Barrett sued Jocelyn before a justice of the peace .in Sand Greek township, Decatur county, Indiana, to recover possession of an article of personal property, viz: one bay horse, alleged to be unlawfully detained, &c. Judgment for the plaintiff upon a default. The defendant appealed 'to the Circuit Court; and, on leave granted, there answered, upon oath, in abatement, setting up want of jurisdiction in the justice. The matter set up was this, viz: that he was a citizen and resident of Washington township in said county; that there were competent justices in that township, and that, at the time of the commencement of the suit, he had said horse in his possession in Washington township.
The Court sustained a demurrer to this answer. The cause was then tried upon the general denial, and there was judgment for the plaintiff. The only question reserved is that upon the demurrer to the answer in abatement. Was that answer sufficient ? The statute provides, (acts 1861, p. 141,) that:
“Ho person who is a resident of any township in this State shall be sued out of said township, except as specified in the above mentioned acts, unless said suit is commenced by a capias ad respondendum, or where there shall be no justice competent to act in said township.”

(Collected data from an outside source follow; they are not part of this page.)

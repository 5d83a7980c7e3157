//! Canonical, source-agnostic identity records.

use serde::{Deserialize, Serialize};
use std::collections::{BTreeMap, BTreeSet};
use std::fmt;
use std::str::FromStr;

use crate::key::IdentityKey;

/// Attribute holding a human-readable name.
pub const ATTR_DISPLAY_NAME: &str = "display_name";
/// Attribute holding the directory organizational unit path.
pub const ATTR_ORG_UNIT: &str = "org_unit";
/// Attribute holding the membership group email.
pub const ATTR_GROUP: &str = "group";
/// Attribute holding `"true"`/`"false"` for actives-group membership.
pub const ATTR_ACTIVE: &str = "active";

/// Which side of the reconciliation a record came from.
#[derive(Debug, Clone, Copy, PartialEq, Eq, Hash, Serialize, Deserialize)]
#[serde(rename_all = "lowercase")]
pub enum Source {
    /// The authoritative membership registry (MyAEGEE).
    Registry,
    /// The directory being checked for drift.
    Directory,
}

impl Source {
    #[must_use]
    pub fn as_str(&self) -> &'static str {
        match self {
            Source::Registry => "registry",
            Source::Directory => "directory",
        }
    }
}

impl fmt::Display for Source {
    fn fmt(&self, f: &mut fmt::Formatter<'_>) -> fmt::Result {
        write!(f, "{}", self.as_str())
    }
}

/// Canonical membership status.
#[derive(Debug, Clone, Copy, PartialEq, Eq, PartialOrd, Ord, Hash, Serialize, Deserialize, Default)]
#[serde(rename_all = "SCREAMING_SNAKE_CASE")]
pub enum Status {
    /// Active member (holds a directory account in good standing).
    Active,
    /// Plain member.
    Member,
    /// Suspended, archived or deactivated.
    Inactive,
    /// Source did not say.
    #[default]
    Unknown,
}

impl Status {
    #[must_use]
    pub fn as_str(&self) -> &'static str {
        match self {
            Status::Active => "ACTIVE",
            Status::Member => "MEMBER",
            Status::Inactive => "INACTIVE",
            Status::Unknown => "UNKNOWN",
        }
    }

    /// Whether the identity counts as a current member at all.
    #[must_use]
    pub fn is_current(&self) -> bool {
        matches!(self, Status::Active | Status::Member)
    }
}

impl fmt::Display for Status {
    fn fmt(&self, f: &mut fmt::Formatter<'_>) -> fmt::Result {
        write!(f, "{}", self.as_str())
    }
}

impl FromStr for Status {
    type Err = ParseStatusError;

    fn from_str(s: &str) -> Result<Self, Self::Err> {
        match s.trim().to_uppercase().as_str() {
            "ACTIVE" => Ok(Status::Active),
            "MEMBER" => Ok(Status::Member),
            "INACTIVE" => Ok(Status::Inactive),
            "UNKNOWN" => Ok(Status::Unknown),
            _ => Err(ParseStatusError(s.to_string())),
        }
    }
}

/// Error parsing a status from string.
#[derive(Debug, Clone)]
pub struct ParseStatusError(String);

impl fmt::Display for ParseStatusError {
    fn fmt(&self, f: &mut fmt::Formatter<'_>) -> fmt::Result {
        write!(
            f,
            "invalid status '{}', expected one of: active, member, inactive, unknown",
            self.0
        )
    }
}

impl std::error::Error for ParseStatusError {}

/// One normalized identity with its status and attributes.
///
/// Records are immutable once built; use [`CanonicalRecord::builder`].
#[derive(Debug, Clone, PartialEq, Eq, Serialize, Deserialize)]
pub struct CanonicalRecord {
    key: IdentityKey,
    status: Status,
    #[serde(default, skip_serializing_if = "BTreeMap::is_empty")]
    attributes: BTreeMap<String, String>,
    #[serde(default, skip_serializing_if = "BTreeSet::is_empty")]
    aliases: BTreeSet<IdentityKey>,
}

impl CanonicalRecord {
    /// Start building a record for `key`.
    #[must_use]
    pub fn builder(key: IdentityKey) -> CanonicalRecordBuilder {
        CanonicalRecordBuilder {
            key,
            status: Status::Unknown,
            attributes: BTreeMap::new(),
            aliases: BTreeSet::new(),
        }
    }

    #[must_use]
    pub fn key(&self) -> &IdentityKey {
        &self.key
    }

    #[must_use]
    pub fn status(&self) -> Status {
        self.status
    }

    #[must_use]
    pub fn attributes(&self) -> &BTreeMap<String, String> {
        &self.attributes
    }

    #[must_use]
    pub fn attribute(&self, name: &str) -> Option<&str> {
        self.attributes.get(name).map(String::as_str)
    }

    /// Secondary identity keys (other addresses of the same person).
    #[must_use]
    pub fn aliases(&self) -> &BTreeSet<IdentityKey> {
        &self.aliases
    }

    /// Display name if known, else the key.
    #[must_use]
    pub fn label(&self) -> &str {
        self.attribute(ATTR_DISPLAY_NAME)
            .unwrap_or_else(|| self.key.as_str())
    }
}

/// Builder for [`CanonicalRecord`].
#[derive(Debug, Clone)]
pub struct CanonicalRecordBuilder {
    key: IdentityKey,
    status: Status,
    attributes: BTreeMap<String, String>,
    aliases: BTreeSet<IdentityKey>,
}

impl CanonicalRecordBuilder {
    #[must_use]
    pub fn status(mut self, status: Status) -> Self {
        self.status = status;
        self
    }

    /// Set an attribute. Blank values are ignored.
    #[must_use]
    pub fn attribute(mut self, name: impl Into<String>, value: impl Into<String>) -> Self {
        let value = value.into();
        if !value.trim().is_empty() {
            self.attributes.insert(name.into(), value);
        }
        self
    }

    /// Set an attribute if a value is present.
    #[must_use]
    pub fn maybe_attribute(self, name: &str, value: Option<impl Into<String>>) -> Self {
        match value {
            Some(v) => self.attribute(name, v),
            None => self,
        }
    }

    /// Add a secondary key. An alias equal to the primary key is dropped.
    #[must_use]
    pub fn alias(mut self, alias: IdentityKey) -> Self {
        if alias != self.key {
            self.aliases.insert(alias);
        }
        self
    }

    #[must_use]
    pub fn build(self) -> CanonicalRecord {
        CanonicalRecord {
            key: self.key,
            status: self.status,
            attributes: self.attributes,
            aliases: self.aliases,
        }
    }
}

The word “ acts,” in this section of the statute, is an error. It should have been “ act,” the singular number, and refers to the justices’ act in the E. S. of 1852; and the section, as quoted, with the single change- of act for acts, is to be taken as and for the 13th section of said justices’ act.

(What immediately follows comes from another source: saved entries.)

/// Runs a producer graph wave by wave from its entrance.
///
/// A manager admits one run at a time. Control requests (`pause`, `stop`,
/// `resume`) are honored only between waves; use [`WorkflowManager::handle`]
/// to issue them from another task while `run` is being awaited.
pub struct WorkflowManager {
    graph: Arc<ProducerGraph>,
    entrance: Option<ProducerId>,
    output: Option<ProducerId>,
    control: Arc<RunControl>,
    result_observer: Option<ResultObserver>,
    events: Option<Arc<EventBus>>,
}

This section, then, requires resident defendants to be sued in the townships where they reside, except in the cases taken put of the section by other provisions of the justices’ act.

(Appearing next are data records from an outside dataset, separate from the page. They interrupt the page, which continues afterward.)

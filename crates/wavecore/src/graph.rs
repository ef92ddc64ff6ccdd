use crate::error::WorkflowError;
use crate::producer::ProducerNode;
use crate::relation::{Relation, RelationId, RelationOptions};
use crate::value::Value;
use crate::Result;
use petgraph::algo::toposort;
use petgraph::graph::{DiGraph, NodeIndex};
use serde::{Deserialize, Serialize};
use std::collections::{HashMap, HashSet, VecDeque};
use std::fmt;
use std::ops::Index;

/// Index of a producer inside its [`ProducerGraph`].
#[derive(Debug, Clone, Copy, PartialEq, Eq, Hash, PartialOrd, Ord, Serialize, Deserialize)]
pub struct ProducerId(pub(crate) usize);

impl ProducerId {
    pub fn index(&self) -> usize {
        self.0
    }
}

impl fmt::Display for ProducerId {
    fn fmt(&self, f: &mut fmt::Formatter<'_>) -> fmt::Result {
        write!(f, "#{}", self.0)
    }
}

/// Arena of producers with relations stored as index pairs.
///
/// Every live relation is listed exactly once in its source's `children`
/// and once in its target's `parents`. Removed relations leave an empty
/// slot so that outstanding [`RelationId`]s never alias a different edge.
#[derive(Debug, Default)]
pub struct ProducerGraph {
    nodes: Vec<ProducerNode>,
    relations: Vec<Option<Relation>>,
    index: HashMap<String, ProducerId>,
}

impl ProducerGraph {
    pub fn new() -> Self {
        Self::default()
    }

    pub fn add_producer(&mut self, node: ProducerNode) -> Result<ProducerId> {
        if self.index.contains_key(node.id()) {
            return Err(WorkflowError::Graph(format!(
                "Producer '{}' is already part of the graph",
                node.id()
            )));
        }
        let id = ProducerId(self.nodes.len());
        self.index.insert(node.id().to_string(), id);
        self.nodes.push(node);
        Ok(id)
    }

    pub fn producer(&self, id: ProducerId) -> Option<&ProducerNode> {
        self.nodes.get(id.0)
    }

    pub fn producer_mut(&mut self, id: ProducerId) -> Option<&mut ProducerNode> {
        self.nodes.get_mut(id.0)
    }

    pub fn find(&self, id: &str) -> Option<ProducerId> {
        self.index.get(id).copied()
    }

    pub fn ids(&self) -> impl Iterator<Item = ProducerId> + '_ {
        (0..self.nodes.len()).map(ProducerId)
    }

    pub fn producers(&self) -> impl Iterator<Item = (ProducerId, &ProducerNode)> + '_ {
        self.nodes.iter().enumerate().map(|(i, n)| (ProducerId(i), n))
    }

    pub fn len(&self) -> usize {
        self.nodes.len()
    }

    pub fn is_empty(&self) -> bool {
        self.nodes.is_empty()
    }

    /// Connect `from` to `to`, registering the edge on both endpoints.
    pub fn relate(&mut self, from: ProducerId, to: ProducerId, options: RelationOptions) -> Result<RelationId> {
        self.check(from)?;
        self.check(to)?;
        let rid = RelationId(self.relations.len());
        self.relations.push(Some(Relation::new(from, to, options)));
        self.nodes[from.0].children.push(rid);
        self.nodes[to.0].parents.push(rid);
        Ok(rid)
    }

    /// Remove the edge between `a` and `b`, whichever direction it runs.
    pub fn break_relation(&mut self, a: ProducerId, b: ProducerId) -> Result<Relation> {
        self.check(a)?;
        self.check(b)?;
        let found = self.nodes[a.0]
            .children
            .iter()
            .chain(self.nodes[a.0].parents.iter())
            .copied()
            .find(|rid| {
                self.relation(*rid)
                    .is_some_and(|r| (r.from == a && r.to == b) || (r.from == b && r.to == a))
            });
        match found {
            Some(rid) => self.remove_relation(rid),
            None => Err(WorkflowError::Graph(format!(
                "No relation between '{}' and '{}'",
                self.nodes[a.0].id(),
                self.nodes[b.0].id()
            ))),
        }
    }

    pub fn remove_relation(&mut self, rid: RelationId) -> Result<Relation> {
        let relation = self
            .relations
            .get_mut(rid.0)
            .and_then(Option::take)
            .ok_or_else(|| WorkflowError::Graph(format!("Unknown relation {:?}", rid)))?;
        self.nodes[relation.from.0].children.retain(|r| *r != rid);
        self.nodes[relation.to.0].parents.retain(|r| *r != rid);
        Ok(relation)
    }

    pub fn relation(&self, rid: RelationId) -> Option<&Relation> {
        self.relations.get(rid.0).and_then(Option::as_ref)
    }

    /// Outgoing edges of `id` in registration order.
    pub fn children_of(&self, id: ProducerId) -> impl Iterator<Item = (RelationId, &Relation)> + '_ {
        let list = self.nodes.get(id.0).map(|n| n.children.as_slice()).unwrap_or_default();
        self.resolve(list)
    }

    /// Incoming edges of `id` in registration order.
    pub fn parents_of(&self, id: ProducerId) -> impl Iterator<Item = (RelationId, &Relation)> + '_ {
        let list = self.nodes.get(id.0).map(|n| n.parents.as_slice()).unwrap_or_default();
        self.resolve(list)
    }

    fn resolve<'a>(&'a self, list: &'a [RelationId]) -> impl Iterator<Item = (RelationId, &'a Relation)> + 'a {
        list.iter()
            .filter_map(move |rid| self.relation(*rid).map(|r| (*rid, r)))
    }

    pub fn is_root(&self, id: ProducerId) -> bool {
        self.parents_of(id).next().is_none()
    }

    pub fn is_youngest(&self, id: ProducerId) -> bool {
        self.children_of(id).next().is_none()
    }

    /// Whether `child` is a direct child of `parent`.
    pub fn is_belongs_to(&self, child: ProducerId, parent: ProducerId) -> bool {
        self.parents_of(child).any(|(_, r)| r.from == parent)
    }

    /// Whether `parent` is a direct parent of `child`.
    pub fn is_parent_of(&self, parent: ProducerId, child: ProducerId) -> bool {
        self.children_of(parent).any(|(_, r)| r.to == child)
    }

    /// Readiness: a parentless producer is always ready; otherwise every
    /// parent must be finished or skipped.
    pub fn fit_condition(
        &self,
        id: ProducerId,
        finished: &HashSet<ProducerId>,
        skipped: &HashSet<ProducerId>,
    ) -> bool {
        self.parents_of(id)
            .all(|(_, r)| finished.contains(&r.from) || skipped.contains(&r.from))
    }

    /// Evaluate the condition of `rid` against one emitted value.
    pub fn judge(&self, rid: RelationId, value: &Value) -> Result<bool> {
        let relation = self
            .relation(rid)
            .ok_or_else(|| WorkflowError::Graph(format!("Unknown relation {:?}", rid)))?;
        relation
            .condition()
            .evaluate(value)
            .map_err(|message| WorkflowError::Relation {
                from: self.nodes[relation.from.0].id().to_string(),
                to: self.nodes[relation.to.0].id().to_string(),
                message,
            })
    }

    /// Returns the id of a producer that sits on a directed cycle, if any.
    pub fn find_cycle(&self) -> Option<String> {
        let mut graph: DiGraph<ProducerId, ()> = DiGraph::new();
        let indices: Vec<NodeIndex> = self.ids().map(|id| graph.add_node(id)).collect();
        for relation in self.relations.iter().flatten() {
            graph.add_edge(indices[relation.from.0], indices[relation.to.0], ());
        }
        toposort(&graph, None)
            .err()
            .map(|cycle| self.nodes[graph[cycle.node_id()].0].id().to_string())
    }

    /// Producers that can never be reached when starting at `entrance`.
    ///
    /// Only downward steps make a producer reachable. Since the arena knows
    /// every producer, isolated ones are reported too, not only those met
    /// while climbing back up from a reachable node.
    pub fn unreachable_from(&self, entrance: ProducerId) -> Vec<String> {
        let mut reachable: HashSet<ProducerId> = HashSet::from([entrance]);
        let mut queue = VecDeque::from([entrance]);

        while let Some(current) = queue.pop_front() {
            for (_, r) in self.children_of(current) {
                if reachable.insert(r.to) {
                    queue.push_back(r.to);
                }
            }
        }

        self.producers()
            .filter(|(id, _)| !reachable.contains(id))
            .map(|(_, node)| node.id().to_string())
            .collect()
    }

    fn check(&self, id: ProducerId) -> Result<()> {
        if id.0 < self.nodes.len() {
            Ok(())
        } else {
            Err(WorkflowError::Graph(format!("Unknown producer {}", id)))
        }
    }
}

impl Index<ProducerId> for ProducerGraph {
    type Output = ProducerNode;

    fn index(&self, id: ProducerId) -> &ProducerNode {
        &self.nodes[id.0]
    }
}

#[cfg(test)]
mod tests {
    use super::*;
    use crate::condition::{CompareOp, ConditionExpr};
    use crate::context::WorkflowContext;
    use crate::error::ProduceError;
    use crate::parameter::ParameterTable;
    use crate::producer::Producer;
    use async_trait::async_trait;

    struct Noop;

    #[async_trait]
    impl Producer for Noop {
        fn producer_type(&self) -> &str {
            "noop"
        }

        fn introduce(&self) -> String {
            String::new()
        }

        async fn produce(
            &self,
            input: Vec<Value>,
            _params: &ParameterTable,
            _ctx: &WorkflowContext,
        ) -> std::result::Result<Vec<Value>, ProduceError> {
            Ok(input)
        }
    }

    fn graph(names: &[&str]) -> (ProducerGraph, Vec<ProducerId>) {
        let mut g = ProducerGraph::new();
        let ids = names
            .iter()
            .map(|n| g.add_producer(ProducerNode::new(*n, Noop)).unwrap())
            .collect();
        (g, ids)
    }

    #[test]
    fn relate_mirrors_both_endpoints() {
        let (mut g, ids) = graph(&["a", "b"]);
        let rid = g.relate(ids[0], ids[1], RelationOptions::new()).unwrap();
        assert_eq!(g[ids[0]].children(), &[rid]);
        assert_eq!(g[ids[1]].parents(), &[rid]);
        assert!(g.is_parent_of(ids[0], ids[1]));
        assert!(g.is_belongs_to(ids[1], ids[0]));
        assert!(g.is_root(ids[0]));
        assert!(g.is_youngest(ids[1]));
    }

    #[test]
    fn break_relation_works_from_either_side() {
        let (mut g, ids) = graph(&["a", "b"]);
        g.relate(ids[0], ids[1], RelationOptions::new()).unwrap();
        g.break_relation(ids[1], ids[0]).unwrap();
        assert!(g[ids[0]].children().is_empty());
        assert!(g[ids[1]].parents().is_empty());

        let err = g.break_relation(ids[0], ids[1]).unwrap_err();
        assert_eq!(err.kind(), "Graph");
    }

    #[test]
    fn duplicate_ids_are_rejected() {
        let (mut g, _) = graph(&["a"]);
        assert!(g.add_producer(ProducerNode::new("a", Noop)).is_err());
        assert_eq!(g.find("a"), Some(ProducerId(0)));
        assert_eq!(g.find("missing"), None);
    }

    #[test]
    fn fit_condition_accepts_finished_or_skipped_parents() {
        let (mut g, ids) = graph(&["a", "b", "c"]);
        g.relate(ids[0], ids[2], RelationOptions::new()).unwrap();
        g.relate(ids[1], ids[2], RelationOptions::new()).unwrap();

        let mut finished = HashSet::new();
        let mut skipped = HashSet::new();
        assert!(g.fit_condition(ids[0], &finished, &skipped));
        assert!(!g.fit_condition(ids[2], &finished, &skipped));

        finished.insert(ids[0]);
        assert!(!g.fit_condition(ids[2], &finished, &skipped));
        skipped.insert(ids[1]);
        assert!(g.fit_condition(ids[2], &finished, &skipped));
    }

    #[test]
    fn judge_failure_names_the_edge() {
        let (mut g, ids) = graph(&["A", "B"]);
        let rid = g
            .relate(
                ids[0],
                ids[1],
                RelationOptions::new().condition(ConditionExpr::compare("", CompareOp::Gt, 1)),
            )
            .unwrap();
        assert!(g.judge(rid, &Value::from(2)).unwrap());
        let err = g.judge(rid, &Value::from("x")).unwrap_err();
        assert!(err.to_string().contains("A -> B"), "{err}");
    }

    #[test]
    fn cycles_are_detected() {
        let (mut g, ids) = graph(&["a", "b", "c"]);
        g.relate(ids[0], ids[1], RelationOptions::new()).unwrap();
        g.relate(ids[1], ids[2], RelationOptions::new()).unwrap();
        assert_eq!(g.find_cycle(), None);
        g.relate(ids[2], ids[1], RelationOptions::new()).unwrap();
        let culprit = g.find_cycle().unwrap();
        assert!(culprit == "b" || culprit == "c");
    }

    #[test]
    fn unreachable_reports_side_entries_and_islands() {
        let (mut g, ids) = graph(&["A", "B", "X", "Y"]);
        g.relate(ids[0], ids[1], RelationOptions::new()).unwrap();
        g.relate(ids[2], ids[1], RelationOptions::new()).unwrap();
        let mut unreachable = g.unreachable_from(ids[0]);
        unreachable.sort();
        assert_eq!(unreachable, vec!["X".to_string(), "Y".to_string()]);
    }
}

Section 15 of that act is as follows:
“ Suits for trespass to real and personal property may be *130brought either in the township where the defendant resides, or where the trespass was committed, and process served throughout the county.”'
The wrongful taking or detaining of personal property is a trespass, in the general sense of the word. Replevin, at common law, was concurrent with "the action of trespass. And as there is now but one form of action, the above section must mean suits for the recovery of personal property, or for injury to it. Replevin is laid down as being a local action at common law, with an exception
In 2 Saunders’ Plead, and Ev. 761,. it is said “ the venue is local and must be laid in the county where the cattle were taken, as the place is material and traversable; except where the cattle were driven into another county, in which case the plaintiff has his election to bring his replevin in either county, and may lay his venue in the county in which the replevin is, Doe. Plae. 615, as the wrong continues wherever he has the Cattle.”
But it is not so here unless made so by statute. In Muck v. Falkrood, 1 P. A. Browne, p. 60, the reason is given. Replevin lay, in England, only for goods taken by distress. Distress was for rent, and damage feasant, and the right to make it often turned “ on the place,” and thus the freehold of the place might come in question.
The above section of our statute makes the action to recover possession of personal property local to this extent, that it must be brought in the township where the defendant resides, or where the property was wrongfully taken or detained, so be that that township is in the county in which the defendant resides. This being so, the answer in abatement in this case was bad because it did not aver that the property was not originally taken or detained in Sand Greek township, thus negativing that the cause of action arose in that township.
J. S. Scobey and William Pound, for appellants. Oscar B. Hord and Cortez Ewing, for appellee. Per Curiam.The judgment is affirmed with one per cent, damages and costs.